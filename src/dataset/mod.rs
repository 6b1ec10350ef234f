//! Random-access datasets over packed containers.
//!
//! A [`PackedDataset`] wraps one container. Detection datasets also hold the
//! label and size dictionaries and answer `get` with the full annotation
//! record instead of the raw reference. Transforms are injected and run on
//! every `get`, never at open.
//!
//! [`load_dataset`] resolves the named train/test pair:
//!
//! | name            | train                        | test                        |
//! |-----------------|------------------------------|-----------------------------|
//! | `single_person` | train container, augmented   | test container, normalized  |
//! | `detection`     | fixed-count random partition | rest of the partition       |
//! | `cropped`       | `n - n / 5` rows, raw pixels | `n / 5` rows, raw pixels    |

mod split;

pub use split::{cropped_split_lengths, random_split, split_dataset, Subset};

use std::fmt;
use std::path::Path;
use std::str::FromStr;
use std::sync::Arc;

use log::info;
use rand::{rngs::StdRng, RngExt, SeedableRng};

use crate::annotation::dictionary::{lookup_record, read_label_dictionary, read_size_dictionary};
use crate::annotation::{AnnotationRecord, LabelDictionary, SizeDictionary};
use crate::config::{DatasetLayout, LoadOptions};
use crate::container::{Container, LabelKind, RowLabel};
use crate::error::MaskpackError;
use crate::transform::{
    classification_test_transform, classification_train_transform, detection_transform,
    ImageTensor, Transform,
};

/// Anything that can hand out samples by index.
///
/// Implementations are shared across threads; `get` takes `&self` and keeps
/// no state between calls.
pub trait Dataset: Send + Sync {
    fn len(&self) -> usize;

    fn is_empty(&self) -> bool {
        self.len() == 0
    }

    fn get(&self, index: usize) -> Result<Sample, MaskpackError>;
}

/// What a sample is labeled with.
#[derive(Clone, Debug, PartialEq)]
pub enum Target {
    Class(i8),
    Detection {
        /// The reference stored in the container row.
        key: String,
        record: AnnotationRecord,
    },
}

/// One transformed image and its target.
#[derive(Clone, Debug, PartialEq)]
pub struct Sample {
    pub image: ImageTensor,
    pub target: Target,
}

enum Labels {
    Class,
    Detection {
        labels: LabelDictionary,
        sizes: SizeDictionary,
    },
}

/// A dataset backed by one container.
pub struct PackedDataset {
    container: Container,
    labels: Labels,
    transform: Option<Arc<dyn Transform>>,
    seed: Option<u64>,
}

impl PackedDataset {
    /// Wrap a container of class labels.
    pub fn classification(container: Container) -> Result<Self, MaskpackError> {
        expect_kind(&container, LabelKind::Class)?;
        Ok(Self {
            container,
            labels: Labels::Class,
            transform: None,
            seed: None,
        })
    }

    /// Wrap a container of annotation references and the dictionaries that
    /// resolve them. Every referenced key must be present in both.
    pub fn detection(
        container: Container,
        labels: LabelDictionary,
        sizes: SizeDictionary,
    ) -> Result<Self, MaskpackError> {
        expect_kind(&container, LabelKind::AnnotationRef)?;
        for label in container.labels() {
            if let Some(key) = label.as_annotation_ref() {
                if !labels.contains_key(key) || !sizes.contains_key(key) {
                    return Err(MaskpackError::MissingDictionaryEntry {
                        key: key.to_string(),
                    });
                }
            }
        }
        Ok(Self {
            container,
            labels: Labels::Detection { labels, sizes },
            transform: None,
            seed: None,
        })
    }

    pub fn open_classification(path: &Path) -> Result<Self, MaskpackError> {
        Self::classification(Container::open(path)?)
    }

    pub fn open_detection(
        path: &Path,
        label_dict: &Path,
        size_dict: &Path,
    ) -> Result<Self, MaskpackError> {
        let container = Container::open(path)?;
        let labels = read_label_dictionary(label_dict)?;
        let sizes = read_size_dictionary(size_dict)?;
        Self::detection(container, labels, sizes)
    }

    /// Run `transform` on every retrieved image.
    pub fn with_transform<T: Transform + 'static>(mut self, transform: T) -> Self {
        self.transform = Some(Arc::new(transform));
        self
    }

    /// Seed per-sample augmentation. Sample `i` then always sees the same
    /// random draws.
    pub fn with_seed(mut self, seed: Option<u64>) -> Self {
        self.seed = seed;
        self
    }

    pub fn container(&self) -> &Container {
        &self.container
    }

    fn sample_rng(&self, index: usize) -> StdRng {
        match self.seed {
            Some(seed) => StdRng::seed_from_u64(seed ^ (index as u64).wrapping_mul(0x9E37_79B9_7F4A_7C15)),
            None => StdRng::seed_from_u64(rand::rng().random::<u64>()),
        }
    }

    fn target(&self, label: RowLabel) -> Result<Target, MaskpackError> {
        match (&self.labels, label) {
            (Labels::Class, RowLabel::Class(code)) => Ok(Target::Class(code)),
            (Labels::Detection { labels, sizes }, RowLabel::AnnotationRef(key)) => {
                let record = lookup_record(labels, sizes, &key)?;
                Ok(Target::Detection { key, record })
            }
            (_, label) => Err(MaskpackError::ContainerFormat {
                path: self.container.path().to_path_buf(),
                message: format!("unexpected label {label:?}"),
            }),
        }
    }
}

impl Dataset for PackedDataset {
    fn len(&self) -> usize {
        self.container.len()
    }

    fn get(&self, index: usize) -> Result<Sample, MaskpackError> {
        let (row, label) = self.container.get(index)?;
        let mut image = ImageTensor::from_hwc(&row, self.container.row_shape());
        if let Some(transform) = &self.transform {
            let mut rng = self.sample_rng(index);
            image = transform.apply(image, &mut rng);
        }
        Ok(Sample {
            image,
            target: self.target(label)?,
        })
    }
}

fn expect_kind(container: &Container, kind: LabelKind) -> Result<(), MaskpackError> {
    if container.label_kind() == kind {
        Ok(())
    } else {
        Err(MaskpackError::ContainerFormat {
            path: container.path().to_path_buf(),
            message: format!(
                "expected {kind:?} labels, found {:?}",
                container.label_kind()
            ),
        })
    }
}

/// The dataset names accepted by [`load_dataset`].
#[derive(Clone, Copy, Debug, PartialEq, Eq)]
pub enum DatasetKind {
    SinglePerson,
    Detection,
    Cropped,
}

impl DatasetKind {
    pub fn as_str(self) -> &'static str {
        match self {
            DatasetKind::SinglePerson => "single_person",
            DatasetKind::Detection => "detection",
            DatasetKind::Cropped => "cropped",
        }
    }
}

impl fmt::Display for DatasetKind {
    fn fmt(&self, f: &mut fmt::Formatter<'_>) -> fmt::Result {
        f.write_str(self.as_str())
    }
}

impl FromStr for DatasetKind {
    type Err = String;

    fn from_str(s: &str) -> Result<Self, Self::Err> {
        match s {
            "single_person" => Ok(DatasetKind::SinglePerson),
            "detection" => Ok(DatasetKind::Detection),
            "cropped" => Ok(DatasetKind::Cropped),
            other => Err(format!("dataset {other} is not defined!")),
        }
    }
}

/// A train/test pair.
#[derive(Clone)]
pub struct DatasetSplits {
    pub train: Arc<dyn Dataset>,
    pub test: Arc<dyn Dataset>,
}

/// Open the train/test pair for `kind` from `layout`.
pub fn load_dataset(
    kind: DatasetKind,
    layout: &DatasetLayout,
    opts: &LoadOptions,
) -> Result<DatasetSplits, MaskpackError> {
    let splits = match kind {
        DatasetKind::SinglePerson => {
            let train = PackedDataset::open_classification(&layout.train_container)?
                .with_transform(classification_train_transform())
                .with_seed(opts.seed);
            let test = PackedDataset::open_classification(&layout.test_container)?
                .with_transform(classification_test_transform())
                .with_seed(opts.seed);
            DatasetSplits {
                train: Arc::new(train),
                test: Arc::new(test),
            }
        }
        DatasetKind::Detection => {
            let dataset = PackedDataset::open_detection(
                &layout.detection_container,
                &layout.label_dict,
                &layout.size_dict,
            )?
            .with_transform(detection_transform())
            .with_seed(opts.seed);
            let lengths = [opts.detection_split.train, opts.detection_split.test];
            partition(Arc::new(dataset), &lengths, opts.seed)?
        }
        DatasetKind::Cropped => {
            let dataset = PackedDataset::open_classification(&layout.cropped_container)?;
            let (train, test) = cropped_split_lengths(dataset.len());
            partition(Arc::new(dataset), &[train, test], opts.seed)?
        }
    };

    info!(
        "Loaded {kind}: {} train / {} test sample(s)",
        splits.train.len(),
        splits.test.len()
    );
    Ok(splits)
}

/// Resolve `name` and load it, printing a diagnostic for unknown names.
pub fn load_dataset_by_name(
    name: &str,
    layout: &DatasetLayout,
    opts: &LoadOptions,
) -> Result<Option<DatasetSplits>, MaskpackError> {
    match name.parse::<DatasetKind>() {
        Ok(kind) => load_dataset(kind, layout, opts).map(Some),
        Err(message) => {
            println!("{message}");
            Ok(None)
        }
    }
}

fn partition(
    dataset: Arc<dyn Dataset>,
    lengths: &[usize; 2],
    seed: Option<u64>,
) -> Result<DatasetSplits, MaskpackError> {
    let mut subsets = split_dataset(dataset, lengths, seed)?.into_iter();
    match (subsets.next(), subsets.next()) {
        (Some(train), Some(test)) => Ok(DatasetSplits {
            train: Arc::new(train),
            test: Arc::new(test),
        }),
        _ => Err(MaskpackError::SplitMismatch {
            message: "expected a train and a test subset".to_string(),
        }),
    }
}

################

> **Work request**
Scan the listing above. Collect all lines with the word "PackedDataset".

> **Completed task**
//! A [`PackedDataset`] wraps one container. Detection datasets also hold the
pub struct PackedDataset {
impl PackedDataset {
impl Dataset for PackedDataset {
            let train = PackedDataset::open_classification(&layout.train_container)?
            let test = PackedDataset::open_classification(&layout.test_container)?
            let dataset = PackedDataset::open_detection(
            let dataset = PackedDataset::open_classification(&layout.cropped_container)?;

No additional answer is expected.